* **What the task asks**: Without altering anything, repeat each of the records.

* **Stored data**:
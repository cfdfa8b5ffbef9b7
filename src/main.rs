use std::path::PathBuf;

use anyhow::{Context, Result};
use clap::Parser;

use crowdwatch::detect::{BgsAlgorithm, DetectorConfig, Pipeline};
use crowdwatch::display::{DisplaySink, NullDisplay, WindowDisplay};
use crowdwatch::driver;
use crowdwatch::source::{FrameSource, ImageSequenceSource, VideoFileSource};

#[derive(Parser, Debug)]
#[command(author, version, about, long_about = None)]
struct Args {
    /// Video file to monitor, or a directory of numbered image frames
    #[arg(short, long)]
    source: PathBuf,

    /// Background subtraction algorithm
    #[arg(long, value_enum, ignore_case = true, default_value_t = BgsAlgorithm::Mog2)]
    algorithm: BgsAlgorithm,

    /// Contour area at which a region is tracked
    #[arg(long, default_value_t = 1000.0)]
    min_area: f64,

    /// Contour area at which a tracked region raises a warning
    #[arg(long, default_value_t = 3000.0)]
    max_area: f64,

    /// Scale applied to both axes of every frame before processing
    #[arg(long, default_value_t = 0.5)]
    resize_scale: f32,

    /// Run without display windows
    #[arg(long)]
    headless: bool,

    /// Enable debug logging
    #[arg(long)]
    debug: bool,
}

fn main() -> Result<()> {
    let args = Args::parse();

    // Initialize logging
    let log_level = if args.debug {
        tracing::Level::DEBUG
    } else {
        tracing::Level::INFO
    };

    tracing_subscriber::fmt()
        .with_max_level(log_level)
        .with_target(false)
        .init();

    tracing::info!("Crowdwatch starting");
    tracing::info!("Source: {}", args.source.display());
    tracing::info!("Algorithm: {}", args.algorithm);
    tracing::info!(
        "Area bands: tracked >= {}, warning >= {}",
        args.min_area,
        args.max_area
    );

    let config = DetectorConfig {
        algorithm: args.algorithm,
        min_area: args.min_area,
        max_area: args.max_area,
        resize_scale: args.resize_scale,
    };
    let pipeline = Pipeline::new(config).context("invalid pipeline configuration")?;

    // Initialize the frame source
    let mut source: Box<dyn FrameSource> = if args.source.is_dir() {
        Box::new(
            ImageSequenceSource::new(&args.source)
                .context("failed to open image sequence source")?,
        )
    } else {
        Box::new(VideoFileSource::open(&args.source).context("failed to open video source")?)
    };

    // Initialize the display
    let mut display: Box<dyn DisplaySink> = if args.headless {
        tracing::info!("running headless, frames will not be displayed");
        Box::new(NullDisplay::new())
    } else {
        Box::new(WindowDisplay::new())
    };

    // Main loop
    let summary = driver::run(source.as_mut(), display.as_mut(), pipeline)?;
    tracing::info!("Processed {} frames", summary.frames);

    Ok(())
}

* **Task result**:
repository cfdfa8b5ffbef9b7
filename src/main.rs
use std::path::PathBuf;

use anyhow::{Context, Result};
use clap::Parser;

use crowdwatch::detect::{BgsAlgorithm, DetectorConfig, Pipeline};
use crowdwatch::display::{DisplaySink, NullDisplay, WindowDisplay};
use crowdwatch::driver;
use crowdwatch::source::{FrameSource, ImageSequenceSource, VideoFileSource};

#[derive(Parser, Debug)]
#[command(author, version, about, long_about = None)]
struct Args {
    /// Video file to monitor, or a directory of numbered image frames
    #[arg(short, long)]
    source: PathBuf,

    /// Background subtraction algorithm
    #[arg(long, value_enum, ignore_case = true, default_value_t = BgsAlgorithm::Mog2)]
    algorithm: BgsAlgorithm,

    /// Contour area at which a region is tracked
    #[arg(long, default_value_t = 1000.0)]
    min_area: f64,

    /// Contour area at which a tracked region raises a warning
    #[arg(long, default_value_t = 3000.0)]
    max_area: f64,

    /// Scale applied to both axes of every frame before processing
    #[arg(long, default_value_t = 0.5)]
    resize_scale: f32,

    /// Run without display windows
    #[arg(long)]
    headless: bool,

    /// Enable debug logging
    #[arg(long)]
    debug: bool,
}

fn main() -> Result<()> {
    let args = Args::parse();

    // Initialize logging
    let log_level = if args.debug {
        tracing::Level::DEBUG
    } else {
        tracing::Level::INFO
    };

    tracing_subscriber::fmt()
        .with_max_level(log_level)
        .with_target(false)
        .init();

    tracing::info!("Crowdwatch starting");
    tracing::info!("Source: {}", args.source.display());
    tracing::info!("Algorithm: {}", args.algorithm);
    tracing::info!(
        "Area bands: tracked >= {}, warning >= {}",
        args.min_area,
        args.max_area
    );

    let config = DetectorConfig {
        algorithm: args.algorithm,
        min_area: args.min_area,
        max_area: args.max_area,
        resize_scale: args.resize_scale,
    };
    let pipeline = Pipeline::new(config).context("invalid pipeline configuration")?;

    // Initialize the frame source
    let mut source: Box<dyn FrameSource> = if args.source.is_dir() {
        Box::new(
            ImageSequenceSource::new(&args.source)
                .context("failed to open image sequence source")?,
        )
    } else {
        Box::new(VideoFileSource::open(&args.source).context("failed to open video source")?)
    };

    // Initialize the display
    let mut display: Box<dyn DisplaySink> = if args.headless {
        tracing::info!("running headless, frames will not be displayed");
        Box::new(NullDisplay::new())
    } else {
        Box::new(WindowDisplay::new())
    };

    // Main loop
    let summary = driver::run(source.as_mut(), display.as_mut(), pipeline)?;
    tracing::info!("Processed {} frames", summary.frames);

    Ok(())
}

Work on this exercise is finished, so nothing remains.